The hook
MagicMirror is often deployed on small always-on devices, home labs, and dashboards that sit closer to internal networks than a normal public web app. CVE-2026-42281 turns an unauthenticated helper endpoint into a server-side fetch path, so an exposed instance can become a proxy from the attacker to places the attacker cannot reach directly.
Kako radi
MagicMirror deployments affected by CVE-2026-42281 can expose an unauthenticated server-side URL fetch path through the `/cors` endpoint. The risk is SSRF into destinations reachable from the MagicMirror host.
The blast radius
A confirmed exposure means the MagicMirror server accepted an unauthenticated URL fetch request.
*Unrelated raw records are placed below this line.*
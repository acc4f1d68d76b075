//! ChangelogProvider trait and LLM integration.
//!
//! Provides an abstraction layer over rig-core to decouple the
//! codebase from the specific LLM library.

pub mod rig;

use async_trait::async_trait;
use thiserror::Error;

use crate::models::ErrorKind;
use crate::prompt::ChangelogPrompt;

/// Errors from the generation provider.
#[derive(Error, Debug)]
pub enum ProviderError {
    #[error("authentication failed: {0}")]
    Auth(String),

    #[error("generation service unavailable: {0}")]
    Unavailable(String),

    #[error("generation service returned an empty response")]
    EmptyResponse,

    #[error("provider not configured: {0}")]
    NotConfigured(String),
}

impl ProviderError {
    /// Failure class reported to callers.
    pub fn kind(&self) -> ErrorKind {
        match self {
            ProviderError::Auth(_) => ErrorKind::Auth,
            ProviderError::Unavailable(_) => ErrorKind::UpstreamUnavailable,
            ProviderError::EmptyResponse => ErrorKind::EmptyResponse,
            ProviderError::NotConfigured(_) => ErrorKind::Validation,
        }
    }
}

/// Single-shot text generation for a changelog prompt.
///
/// Implementations make exactly one call per invocation and never retry.
/// The returned text is non-blank.
#[async_trait]
pub trait ChangelogProvider: Send + Sync {
    async fn complete(&self, prompt: &ChangelogPrompt) -> Result<String, ProviderError>;
}

/// Reject blank completions; trim the rest.
pub fn non_blank(text: String) -> Result<String, ProviderError> {
    let trimmed = text.trim();
    if trimmed.is_empty() {
        return Err(ProviderError::EmptyResponse);
    }
    Ok(trimmed.to_string())
}
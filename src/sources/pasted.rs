//! Pasted-text adapter: no I/O, just the free-text normalizer.

use crate::models::CommitRecord;
use crate::normalize::{self, ValidationError};

pub fn read(text: &str) -> Result<Vec<CommitRecord>, ValidationError> {
    let records = normalize::from_text(text)?;
    tracing::debug!(count = records.len(), "parsed pasted log");
    Ok(records)
}
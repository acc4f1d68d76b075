//! Commit record types shared by every source adapter.

use serde::{Deserialize, Serialize};

use crate::constants::UNKNOWN_AUTHOR;

/// One observed commit, normalized across sources.
#[derive(Debug, Clone, PartialEq, Eq, Serialize, Deserialize)]
pub struct CommitRecord {
    /// Short commit identifier. Absent for pasted free text.
    #[serde(default, skip_serializing_if = "Option::is_none")]
    pub hash: Option<String>,
    /// Commit subject and body.
    pub message: String,
    /// Display name or handle, `"Unknown"` when the source has none.
    #[serde(default = "unknown_author")]
    pub author: String,
    /// ISO-8601 timestamp.
    #[serde(default, skip_serializing_if = "Option::is_none")]
    pub date: Option<String>,
    /// Web link to the commit (hosted sources only).
    #[serde(default, skip_serializing_if = "Option::is_none")]
    pub url: Option<String>,
}

fn unknown_author() -> String {
    UNKNOWN_AUTHOR.to_string()
}

impl CommitRecord {
    /// A record carrying only a message, as produced from pasted text.
    pub fn from_message(message: impl Into<String>) -> Self {
        Self {
            hash: None,
            message: message.into(),
            author: unknown_author(),
            date: None,
            url: None,
        }
    }

    /// First non-blank line of the message.
    pub fn subject(&self) -> &str {
        self.message
            .lines()
            .map(str::trim)
            .find(|line| !line.is_empty())
            .unwrap_or("")
    }
}

/// Input to a single generation call.
///
/// `from_ref` / `to_ref` are labels only: they appear in the prompt header
/// and in logs, and are never resolved against a repository.
#[derive(Debug, Clone, Default, PartialEq, Eq, Serialize, Deserialize)]
pub struct ChangelogRequest {
    pub commits: Vec<CommitRecord>,
    #[serde(default, skip_serializing_if = "Option::is_none")]
    pub from_ref: Option<String>,
    #[serde(default, skip_serializing_if = "Option::is_none")]
    pub to_ref: Option<String>,
}

impl ChangelogRequest {
    pub fn new(commits: Vec<CommitRecord>) -> Self {
        Self {
            commits,
            from_ref: None,
            to_ref: None,
        }
    }

    pub fn with_range(mut self, from_ref: Option<String>, to_ref: Option<String>) -> Self {
        self.from_ref = from_ref;
        self.to_ref = to_ref;
        self
    }
}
In real deployments, that can put internal services, metadata endpoints, and server-side secrets near the blast radius, depending on where the mirror is hosted and what network routes it can reach.
// what fixvibe checks
What FixVibe checks
FixVibe checks this class with verified-domain active testing that is bounded, non-destructive, and evidence-driven. Public reports describe the affected surface and remediation. For check-specific questions about exact detection heuristics, active payload details, or source-code rule patterns, contact support@fixvibe.app.
Ironclad defenses
Upgrade MagicMirror to 2.36.0 or newer and restart the service that actually serves traffic. Until the fixed runtime is live, keep the MagicMirror HTTP interface behind trusted-network, VPN, SSO, or authenticated reverse-proxy controls, and block unauthenticated `/cors` access at the edge.